Dans les prochains jours, elle va leur permettre d'échanger directement avec les quatre candidats ayant émis une offre finale : deux promoteurs immobiliers, Altarea Cogedim et Novaxia, une alliance d'anciens élèves, de riverains et de la collectivité de communes, Grignon 2026, et un aménageur public, Grand Paris Aménagement. Parmi ces acteurs, Altarea Cogedim, qui n'a pas souhaité répondre à nos questions, fait figure d'épouvantail. D'après les informations glanées par les étudiants, son projet prévoit de modifier le Plan local d'urbanisme pour construire des logements sur une partie des terres agricoles. Pour les étudiants, cette modification possible illustre la fragilité de cette garantie, mise en avant par le ministère de l'Agriculture et défendue par la maire de Thiverval-Grignon, Nadine Gohard – "Tant que je serai là, cela ne bougera pas". "Dans cinq ans, cette garantie n'existe plus. La maire n'est élue que pour six ans", rappelle Lucie Latrive.

Un champ du domaine de Grignon (Yvelines), sur lequel un des candidats projette de construire des logements, photographié le 30 mars 2021. (THOMAS BAIETTO / FRANCEINFO)

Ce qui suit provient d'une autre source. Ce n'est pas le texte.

//! Conversation State
//!
//! The transcript of one chat session and the single pending-reply slot.
//!
//! # Shape
//!
//! The transcript is a flat list of turn texts whose roles follow from
//! position: index 0 is the agent's greeting, then user and agent turns
//! alternate. Submitting a message appends two entries, the user's text
//! and an empty placeholder for the reply, and the placeholder is later
//! overwritten in place. Entries are never removed.
//!
//! ```text
//! ["Hello, how can I help?"]                          idle
//! ["Hello, how can I help?", "What is X?", ""]        pending
//! ["Hello, how can I help?", "What is X?", "X is Y"]  resolved
//! ```
//!
//! While a reply is pending no further message can be submitted.

use serde::{Deserialize, Serialize};

/// Greeting used when none is configured
pub const DEFAULT_GREETING: &str = "Hello, how can I help?";

/// Who a turn belongs to
#[derive(Clone, Copy, Debug, PartialEq, Eq, Serialize, Deserialize)]
pub enum TurnRole {
    /// The remote chat service
    Agent,
    /// The local user
    User,
}

impl TurnRole {
    /// Role of the turn at `index` (even = agent, odd = user)
    #[must_use]
    pub fn for_index(index: usize) -> Self {
        if index % 2 == 0 {
            Self::Agent
        } else {
            Self::User
        }
    }
}

/// Read-only view of one transcript entry
#[derive(Clone, Copy, Debug, PartialEq, Eq)]
pub struct Turn<'a> {
    /// Position in the transcript
    pub index: usize,
    /// Who the turn belongs to
    pub role: TurnRole,
    /// Turn text (empty for an unresolved placeholder)
    pub text: &'a str,
    /// Whether a loading indicator belongs on this turn
    pub loading: bool,
}

/// What applying a response did to the transcript
#[derive(Clone, Copy, Debug, PartialEq, Eq)]
pub enum ResponseOutcome {
    /// Filled the pending placeholder
    Resolved,
    /// Nothing was pending; overwrote the latest agent reply
    Revised,
    /// Nothing was pending and no reply exists yet; overwrote the greeting
    Unsolicited,
}

/// Owned copy of the transcript for surfaces
#[derive(Clone, Debug, PartialEq, Eq, Serialize, Deserialize)]
pub struct TranscriptSnapshot {
    /// Turn texts in order
    pub turns: Vec<String>,
    /// Whether the last turn is an unresolved placeholder
    pub pending: bool,
}

impl TranscriptSnapshot {
    /// Iterate the snapshot as [`Turn`]s
    pub fn turns(&self) -> impl Iterator<Item = Turn<'_>> {
        turns_of(&self.turns, self.pending)
    }

    /// The last turn's text
    #[must_use]
    pub fn last(&self) -> Option<&str> {
        self.turns.last().map(String::as_str)
    }
}

fn turns_of(transcript: &[String], pending: bool) -> impl Iterator<Item = Turn<'_>> {
    let last = transcript.len().saturating_sub(1);
    transcript.iter().enumerate().map(move |(index, text)| Turn {
        index,
        role: TurnRole::for_index(index),
        text,
        loading: pending && index == last,
    })
}

/// Transcript plus pending flag for one session
#[derive(Clone, Debug)]
pub struct ConversationState {
    transcript: Vec<String>,
    pending: bool,
}

impl Default for ConversationState {
    fn default() -> Self {
        Self::new(DEFAULT_GREETING)
    }
}

impl ConversationState {
    /// Start a conversation with the agent's greeting
    pub fn new(greeting: impl Into<String>) -> Self {
        Self {
            transcript: vec![greeting.into()],
            pending: false,
        }
    }

    /// Record a user message and open a reply placeholder
    ///
    /// Returns the trimmed text to put on the wire, or `None` (and changes
    /// nothing) if the text is blank or a reply is already pending.
    pub fn submit_user_message(&mut self, text: &str) -> Option<String> {
        let trimmed = text.trim();
        if trimmed.is_empty() || self.pending {
            return None;
        }

        self.transcript.push(text.to_string());
        self.transcript.push(String::new());
        self.pending = true;

        Some(trimmed.to_string())
    }

    /// Apply a chat response to the last transcript entry
    ///
    /// The last entry is replaced whether or not a reply was pending; a
    /// response with nothing pending is logged and applied anyway.
    pub fn apply_response(&mut self, content: impl Into<String>) -> ResponseOutcome {
        let outcome = if self.pending {
            ResponseOutcome::Resolved
        } else if self.transcript.len() > 1 {
            ResponseOutcome::Revised
        } else {
            ResponseOutcome::Unsolicited
        };

        match outcome {
            ResponseOutcome::Resolved => {}
            ResponseOutcome::Revised => {
                tracing::debug!(turn = self.transcript.len() - 1, "Response revises last reply");
            }
            ResponseOutcome::Unsolicited => {
                tracing::warn!("Response arrived with nothing pending; replacing greeting");
            }
        }

        let content = content.into();
        match self.transcript.last_mut() {
            Some(last) => *last = content,
            None => self.transcript.push(content),
        }
        self.pending = false;

        outcome
    }

    /// Stop waiting for the current reply, leaving its placeholder as-is
    ///
    /// Returns whether a reply was pending.
    pub fn abandon_pending(&mut self) -> bool {
        std::mem::replace(&mut self.pending, false)
    }

    /// Whether a reply is outstanding
    #[must_use]
    pub fn is_pending(&self) -> bool {
        self.pending
    }

    /// Turn texts in order
    #[must_use]
    pub fn transcript(&self) -> &[String] {
        &self.transcript
    }

    /// Number of turns
    #[must_use]
    pub fn len(&self) -> usize {
        self.transcript.len()
    }

    /// Always false: the greeting is never removed
    #[must_use]
    pub fn is_empty(&self) -> bool {
        self.transcript.is_empty()
    }

    /// The last turn's text
    #[must_use]
    pub fn last(&self) -> Option<&str> {
        self.transcript.last().map(String::as_str)
    }

    /// Iterate turns with roles and loading state
    pub fn turns(&self) -> impl Iterator<Item = Turn<'_>> {
        turns_of(&self.transcript, self.pending)
    }

    /// Owned copy for surfaces
    #[must_use]
    pub fn snapshot(&self) -> TranscriptSnapshot {
        TranscriptSnapshot {
            turns: self.transcript.clone(),
            pending: self.pending,
        }
    }
}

A l'opposée d'Altarea Cogedim, l'offre de Grignon 2026 semble la plus proche des préoccupations des étudiants, même s'ils refusent de soutenir officiellement un candidat. Ce projet prévoit de reprendre les bâtiments en l'état pour en faire un centre de séminaire basé sur la transition écologique, des bureaux d'entreprises et une école, sans morcellement du site et avec ouverture du parc au public. Résident du domaine où se trouvent quelques logements de service, Pascal Clerc, président du Collectif pour le futur du site de Grignon, l'une des associations derrière Grignon 2026, observe avec admiration la mobilisation des étudiants. "Ils sont motivés, organisés et clairs sur leurs revendications. Vu qu'ils sont structurés, ils obtiendront quelque chose, estime cet ancien directeur de l'Environnement au département des Yvelines. Officiellement, rien ne change avec leur mouvement, mais officieusement, cela fait réfléchir au ministère, j’en suis persuadé." La désignation du projet lauréat est prévue, selon la DIE, "dans le courant du mois de mai".